I’m not a professor. I don’t have a PhD. I’m just someone who fell in love with philosophy and never really recovered. What started as late-night YouTube rabbit holes turned into dog-eared books, underlined passages, and conversations that stretch uncomfortably deep at dinner tables.
Philosophy, for me, isn’t abstract theory floating in ancient libraries. It’s daily life under a microscope.
When I’m stuck making a decision, I hear echoes of Socrates asking uncomfortable questions. When I think about meaning and absurdity during long commutes, I drift toward Albert Camus and the idea that maybe life doesn’t need inherent meaning to be lived fully. On days when discipline feels impossible, I lean into the quiet resilience of Marcus Aurelius and his reminders about control and perception.

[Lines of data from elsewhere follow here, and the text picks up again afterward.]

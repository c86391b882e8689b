use glam::Vec3A;

/// Mount points per chassis, front pair first
pub const NUM_WHEELS: usize = 4;

/// Length of the downward suspension probe (uu)
pub const PROBE_LENGTH: f32 = 60.0;
/// Upward force at full compression
pub const SUSPENSION_FORCE_SCALE: f32 = 90_000.0;

pub const MAX_ACCELERATION: f32 = 15_000.0;
pub const ACCEL_INTERP_SPEED: f32 = 0.5;
pub const DECEL_INTERP_SPEED: f32 = 0.3;
pub const FORCE_SCALE: f32 = 1_000.0;

/// Center of mass sits this far ahead of the chassis origin
pub const COM_FORWARD_OFFSET: f32 = 50.0;
/// Center of mass height per unit of smoothed input (negative is down)
pub const COM_VERTICAL_SHIFT: f32 = -20.0;

/// Floor for interpolation rates that reach the smoother unvalidated
pub const MIN_INTERP_RATE: f32 = 1e-4;

/// NOTE: Y should ALWAYS be positive. It is negated for the left wheel of each pair.
pub const FRONT_MOUNT_OFFSET: [f32; 3] = [60.0, 45.0, 0.0];
/// NOTE: Y should ALWAYS be positive. It is negated for the left wheel of each pair.
pub const BACK_MOUNT_OFFSET: [f32; 3] = [-60.0, 45.0, 0.0];

pub const CHASSIS_MASS: f32 = 1_000.0;
pub const CHASSIS_SIZE: Vec3A = Vec3A::new(180.0, 100.0, 40.0);
pub const GRAVITY_Z: f32 = -980.0;
use crate::math::lerp;

/// Maps smoothed input to a signed propulsion magnitude.
///
/// The magnitude grows linearly with `|input|` up to `max_acceleration`
/// and takes the sign of the input, so the result is `input * max_acceleration`.
#[derive(Clone, Copy, Debug, PartialEq)]
pub struct AccelerationProfile {
    max_acceleration: f32,
}

impl AccelerationProfile {
    #[must_use]
    pub const fn new(max_acceleration: f32) -> Self {
        Self { max_acceleration }
    }

    #[must_use]
    pub const fn max_acceleration(&self) -> f32 {
        self.max_acceleration
    }

    /// `smoothed_input` is clamped to [-1, 1]
    #[must_use]
    pub fn evaluate(&self, smoothed_input: f32) -> f32 {
        let input = smoothed_input.clamp(-1.0, 1.0);
        let magnitude = lerp(0.0, self.max_acceleration, input.abs());

        magnitude.copysign(input)
    }
}
use crate::sim::{InputAction, InputBinding, InputEvent, InputPhase};
use arrayvec::ArrayVec;

/// Remembers bindings and turns key presses into the events the host would deliver
#[derive(Clone, Debug, Default)]
pub struct RecordingBinding {
    bound: Vec<(InputAction, ArrayVec<InputPhase, 5>)>,
}

impl RecordingBinding {
    #[must_use]
    pub fn is_bound(&self, action: InputAction, phase: InputPhase) -> bool {
        self.bound
            .iter()
            .any(|(bound, phases)| *bound == action && phases.contains(&phase))
    }

    #[must_use]
    pub fn num_bindings(&self) -> usize {
        self.bound.len()
    }

    /// Held key, e.g. +1 for forward and -1 for reverse
    #[must_use]
    pub const fn hold(value: f32) -> InputEvent {
        InputEvent::accelerate(InputPhase::Triggered, value)
    }

    /// Key released, the axis drops back to 0
    #[must_use]
    pub const fn release() -> InputEvent {
        InputEvent::accelerate(InputPhase::Completed, 0.0)
    }
}

impl InputBinding for RecordingBinding {
    fn bind_action(&mut self, action: InputAction, phases: &[InputPhase]) {
        let phases = phases.iter().copied().take(5).collect();
        self.bound.push((action, phases));
    }
}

Being a philosophy enthusiast means you rarely take things at face value. Why do we chase productivity? Why do we equate busyness with worth? Why does disagreement feel like a threat instead of an opportunity? These questions don’t always make you popular in casual conversations — but they make life richer.
Philosophy has made me more comfortable with uncertainty. In a world obsessed with hot takes and quick answers, I’ve learned to sit with doubt. To say, “I’m not sure.” To explore ideas without needing to win. That shift alone feels revolutionary.
It’s also made me more patient with people. When someone acts irrationally, I don’t jump straight to judgment. I wonder what assumptions they’re operating under. What fears are guiding them. Philosophy doesn’t excuse behavior, but it adds layers to understanding it.
The biggest surprise? Philosophy isn’t about becoming detached from life. It’s the opposite. It sharpens everything. Conversations feel deeper. Failures feel instructive. Success feels less intoxicating.
I don’t read philosophy to sound intelligent. I read it to live better.
Because at the end of the day, philosophy isn’t about ancient texts gathering dust.
It’s about learning how to think clearly in a noisy world — and how to live deliberately inside it.